# [WORK TO BE COMPLETED]
Scan the records that follow, and whenever a line has the word "mode", copy it.

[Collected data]
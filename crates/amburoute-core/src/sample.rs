//! Bundled hospital list for offline use.
//!
//! Six hospitals around central Chennai, ranked locally when the finder API
//! is not used. Also provides the demo origin used when no device position
//! is available in offline mode.

use serde::Serialize;
use serde_json::Value;

use crate::geo::Coordinate;

/// Fallback origin for offline mode (central Chennai).
pub const DEMO_ORIGIN: Coordinate = Coordinate {
    latitude: 13.0675,
    longitude: 80.2345,
};

#[derive(Debug, Clone, Copy, Serialize)]
pub struct SampleHospital {
    pub id: u32,
    pub name: &'static str,
    pub lat: f64,
    pub lng: f64,
    pub phone: &'static str,
    pub services: &'static str,
}

pub const SAMPLE_HOSPITALS: &[SampleHospital] = &[
    SampleHospital {
        id: 1,
        name: "City General Hospital",
        lat: 13.0827,
        lng: 80.2707,
        phone: "+91-44-2345-6789",
        services: "Emergency, Trauma, ICU",
    },
    SampleHospital {
        id: 2,
        name: "Apollo Emergency Care",
        lat: 13.0569,
        lng: 80.2425,
        phone: "+91-44-2876-5432",
        services: "24/7 Emergency, Cardiac Care",
    },
    SampleHospital {
        id: 3,
        name: "St. Mary's Medical Center",
        lat: 13.0675,
        lng: 80.2345,
        phone: "+91-44-2654-3210",
        services: "Emergency, Pediatrics",
    },
    SampleHospital {
        id: 4,
        name: "Metro Healthcare",
        lat: 13.0912,
        lng: 80.2543,
        phone: "+91-44-2987-6543",
        services: "Multi-specialty Emergency",
    },
    SampleHospital {
        id: 5,
        name: "Lifeline Hospital",
        lat: 13.0445,
        lng: 80.2567,
        phone: "+91-44-2123-4567",
        services: "Emergency, Surgery",
    },
    SampleHospital {
        id: 6,
        name: "Sunrise Medical",
        lat: 13.0734,
        lng: 80.2189,
        phone: "+91-44-2456-7890",
        services: "24/7 Emergency Care",
    },
];

/// The sample list as raw records, in the same form the ranker accepts from
/// any other source.
#[must_use]
pub fn sample_records() -> Vec<Value> {
    SAMPLE_HOSPITALS
        .iter()
        .filter_map(|h| serde_json::to_value(h).ok())
        .collect()
}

# [EXERCISE RESPONSE]
//! is available in offline mode.
/// Fallback origin for offline mode (central Chennai).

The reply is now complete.